══ Records to process

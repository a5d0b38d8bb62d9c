//! 边定义

use crate::graph::vertex::VertexId;
use serde::{Deserialize, Serialize};

/// 未指定权重时的默认值
pub const DEFAULT_WEIGHT: f64 = 1.0;

/// 边 ID（图内唯一）
#[derive(Debug, Clone, Copy, PartialEq, Eq, PartialOrd, Ord, Hash, Serialize, Deserialize)]
pub struct EdgeId(pub u64);

impl EdgeId {
    pub fn new(id: u64) -> Self {
        Self(id)
    }

    pub fn as_u64(&self) -> u64 {
        self.0
    }
}

impl From<u64> for EdgeId {
    fn from(id: u64) -> Self {
        Self(id)
    }
}

/// 边
///
/// 无向图中同一条边同时挂在两个端点的关联表上，`tail`/`head` 保留插入时的方向。
#[derive(Debug, Clone, Serialize, Deserialize)]
pub struct Edge<E> {
    /// 边 ID
    id: EdgeId,
    /// 起点
    tail: VertexId,
    /// 终点
    head: VertexId,
    /// 用户负载
    payload: E,
    /// 权重
    weight: f64,
}

impl<E> Edge<E> {
    /// 创建新边
    pub fn new(id: EdgeId, tail: VertexId, head: VertexId, payload: E, weight: f64) -> Self {
        Self {
            id,
            tail,
            head,
            payload,
            weight,
        }
    }

    /// 获取边 ID
    pub fn id(&self) -> EdgeId {
        self.id
    }

    /// 获取起点
    pub fn tail(&self) -> VertexId {
        self.tail
    }

    /// 获取终点
    pub fn head(&self) -> VertexId {
        self.head
    }

    /// 返回 (起点, 终点)
    pub fn endpoints(&self) -> (VertexId, VertexId) {
        (self.tail, self.head)
    }

    /// 返回边上与 v 相对的另一个端点，v 不在边上时返回 None
    pub fn opposite(&self, v: VertexId) -> Option<VertexId> {
        if v == self.tail {
            Some(self.head)
        } else if v == self.head {
            Some(self.tail)
        } else {
            None
        }
    }

    /// 获取负载
    pub fn payload(&self) -> &E {
        &self.payload
    }

    /// 获取可变负载
    pub fn payload_mut(&mut self) -> &mut E {
        &mut self.payload
    }

    /// 获取权重
    pub fn weight(&self) -> f64 {
        self.weight
    }

    /// 设置权重
    pub fn set_weight(&mut self, weight: f64) {
        self.weight = weight;
    }

    /// 同时替换负载和权重
    pub(crate) fn update(&mut self, payload: E, weight: f64) {
        self.payload = payload;
        self.weight = weight;
    }

    /// 取出负载
    pub fn into_payload(self) -> E {
        self.payload
    }
}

════

» **Work to be completed**: Say, as a bare number, how many lines of the data hold the string "impl".

» **Written response**: 3